TAMIL NADU

Higher turnout in rural areas

MASSIVE CAMPAIGN: A child being administered polio drops in Chennai on Sunday.

MASSIVE CAMPAIGN: A child being administered polio drops in Chennai on Sunday.   | Photo Credit: — PHOTO: M. VEDHAN

M. Dinesh Varma

Officials worried over lack of enthusiasm in urban centres

CHENNAI: Rural mothers in the State on Sunday showed far greater voluntary spirit than many urban counterparts in taking their children to polio booths during Phase II of the nationwide Pulse Polio campaign.

Health officials, while expressing an overall satisfaction at the programme of administering oral vaccine to 66.09 lakh out of the targeted 70 lakh children in the 0-5 age group, appeared worried over the lack of enthusiasm shown by parents in a few urban centres such as Chennai, Coimbatore and Madurai.

In fact, nothing brought out the rural-urban contrast sharper than that while Mannavanur in Kodaikanal – regarded in health circles as perhaps the remotest PHC in the State – recorded cent per cent coverage by 2 p.m, developed centres such as Coimbatore achieved only 78.9 per cent (coverage during the December round of immunisation here was over 97 per cent).

At this stage, however, officials were not willing to attribute the reluctance of urban parents to residual fears over the safety of the vaccines administered in a State where rumour-mongering broke out after a few infants who were given immunisation died during the December round of the programme.
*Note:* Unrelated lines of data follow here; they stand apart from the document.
use image::RgbImage;

/// A fixed-size group of samples delivered to the consumer as one unit.
///
/// `images[i]` is paired with `labels[i]`, matching the catalog slice the
/// batch was assembled from. Every image has the provider's target
/// dimensions. Batches are created by a worker, handed to the queue, and
/// owned by the consumer after the pull.
#[derive(Debug)]
pub struct Batch<L> {
    pub images: Vec<RgbImage>,
    pub labels: Vec<L>,
}

impl<L> Batch<L> {
    pub(crate) fn with_capacity(capacity: usize) -> Self {
        Self {
            images: Vec::with_capacity(capacity),
            labels: Vec::with_capacity(capacity),
        }
    }

    pub(crate) fn push(&mut self, image: RgbImage, label: L) {
        self.images.push(image);
        self.labels.push(label);
    }

    /// Returns the number of samples in the batch.
    pub fn batch_size(&self) -> usize {
        self.images.len()
    }

    pub fn is_empty(&self) -> bool {
        self.images.is_empty()
    }
}
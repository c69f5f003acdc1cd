//! Error taxonomy for the batch provider.
//!
//! Three classes of failure, matching where they can occur:
//! - `Config`: invalid construction parameters, raised before any worker starts.
//! - `Resolution`: a sample could not be turned into pixels (missing store key,
//!   undecodable bytes, unusable dimensions).
//! - `Pool`: an unexpected failure inside a worker loop (e.g. a panic).
//!
//! Background failures never vanish: the first one recorded by a worker shuts
//! the pool down and is returned to the consumer on its next pull.

use thiserror::Error;

/// Primary error type for all batch provider operations.
#[derive(Debug, Error)]
pub enum ProviderError {
    /// Invalid construction parameters. Fatal, detected before workers spawn.
    #[error("invalid configuration: {message}")]
    Config { message: String },

    /// A keyed lookup missed, or retrieved data could not be decoded.
    #[error("failed to resolve sample {sample}: {message}")]
    Resolution { sample: String, message: String },

    /// Unexpected failure inside a worker's loop.
    #[error("worker pool failure: {message}")]
    Pool { message: String },
}

impl ProviderError {
    pub(crate) fn config(message: impl Into<String>) -> Self {
        Self::Config {
            message: message.into(),
        }
    }

    pub(crate) fn resolution(sample: impl Into<String>, message: impl Into<String>) -> Self {
        Self::Resolution {
            sample: sample.into(),
            message: message.into(),
        }
    }

    pub(crate) fn pool(message: impl Into<String>) -> Self {
        Self::Pool {
            message: message.into(),
        }
    }
}
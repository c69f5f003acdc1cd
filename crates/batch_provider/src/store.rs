//! Read-only key→bytes store backing keyed payloads.
//!
//! The store is opened once, before any worker starts, and the handle is
//! owned by the resolver for the provider's whole lifetime. No writer ever
//! runs concurrently with the provider, so unsynchronized concurrent reads
//! are safe. Keys are the ASCII bytes of the sample's key string; values are
//! encoded image blobs.

use rocksdb::{IteratorMode, Options, DB};
use std::path::Path;

use crate::error::ProviderError;

#[derive(Debug)]
pub struct BlobStore {
    db: DB,
}

impl BlobStore {
    /// Opens the store read-only. The path must exist and the store must be
    /// non-empty; both are construction-time failures, not fetch-time ones.
    pub fn open(path: &Path) -> Result<Self, ProviderError> {
        if !path.exists() {
            return Err(ProviderError::config(format!(
                "store path does not exist: {}",
                path.display()
            )));
        }

        let opts = Options::default();
        let db = DB::open_for_read_only(&opts, path, false).map_err(|e| {
            ProviderError::config(format!("failed to open store at {}: {e}", path.display()))
        })?;

        // Probe the first key so an empty store fails fast.
        match db.iterator(IteratorMode::Start).next() {
            Some(Ok(_)) => Ok(Self { db }),
            Some(Err(e)) => Err(ProviderError::config(format!(
                "failed to read store at {}: {e}",
                path.display()
            ))),
            None => Err(ProviderError::config(format!(
                "store at {} is empty",
                path.display()
            ))),
        }
    }

    /// Looks up the blob for `key`. `Ok(None)` means the key is absent;
    /// the caller decides what a miss means.
    pub fn get(&self, key: &str) -> Result<Option<Vec<u8>>, ProviderError> {
        self.db.get(key.as_bytes()).map_err(|e| {
            ProviderError::resolution(format!("'{key}'"), format!("store read failed: {e}"))
        })
    }
}
use anyhow::Result;
use batch_provider::Sample;
use image::{DynamicImage, ImageOutputFormat, Rgb, RgbImage};
use rocksdb::DB;
use std::io::Cursor;
use std::path::Path;

/// Solid-color image whose channel value encodes a label, so batch pairing
/// can be verified from pixels alone.
pub fn solid_image(width: u32, height: u32, value: u8) -> RgbImage {
    RgbImage::from_pixel(width, height, Rgb([value, value, value]))
}

pub fn png_bytes(image: &RgbImage) -> Result<Vec<u8>> {
    let mut bytes = Vec::new();
    DynamicImage::ImageRgb8(image.clone())
        .write_to(&mut Cursor::new(&mut bytes), ImageOutputFormat::Png)?;
    Ok(bytes)
}

/// In-memory samples labelled 0..n, each a solid image of its own label.
pub fn pixel_items(n: usize, width: u32, height: u32) -> Vec<Sample<usize>> {
    (0..n)
        .map(|i| Sample::from_pixels(i, solid_image(width, height, i as u8)))
        .collect()
}

/// Writes a throwaway RocksDB store of encoded blobs, then drops the write
/// handle so the provider can reopen it read-only.
pub fn seed_store(path: &Path, entries: &[(String, Vec<u8>)]) -> Result<()> {
    let db = DB::open_default(path)?;
    for (key, value) in entries {
        db.put(key.as_bytes(), value)?;
    }
    Ok(())
}

/// Store-backed fixture: keys `img{i}` mapping to solid PNGs of label i,
/// plus the matching sample list.
pub fn seeded_keyed_items(
    path: &Path,
    n: usize,
    width: u32,
    height: u32,
) -> Result<Vec<Sample<usize>>> {
    let entries = (0..n)
        .map(|i| Ok((format!("img{i}"), png_bytes(&solid_image(width, height, i as u8))?)))
        .collect::<Result<Vec<_>>>()?;
    seed_store(path, &entries)?;
    Ok((0..n).map(|i| Sample::from_key(i, format!("img{i}"))).collect())
}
S. Elango, Director of Public Health, told The Hindu that for the first time in perhaps the last 14 years of the programme, there had been a change in the pattern of booth visits.

While it has been customary in the State for the immunisation levels to cross 60 per cent by noon and almost reach 100 per cent around noon, for some reason the arrivals were staggered over the day. However, whether this is because mothers wanted to wait and ensure that there were no adverse reports is anybody’s guess, he said.

Mop-up exercise

Over the next three days beginning Monday, healthworkers would undertake household visits under a mop-up exercise to reach out to children who missed out on Phase II schedule.

The Health department had engaged about 2 lakh staff at 40,399 booths and distributed an estimated 90 lakh units of oral vaccines. Health centres in the hilly terrains were provided stocka day in advance of the programme.

In Chennai, and the suburbs, about 82 per cent children below the age of 5 were covered.

Children who were missed out on Sunday would be given oral drops in the next couple of days. Corporation officials said. Health workers will go door-to-door and check for the dye on the child’s finger and administer the vaccine, they said.

Until 5 p.m. on Sunday, a total of 4,23,135 children were covered in the programme. Mayor M. Subramanian who launched the campaign at the Teynampet primary health centre at 7 a.m., said a total of 1,126 booths were set up at bus stands and railway stations to cover an estimated 4,92,944 children. About 4,500 health workers and anganwadi workers besides 5,000 persons from non-governmental organisations participated in the programme.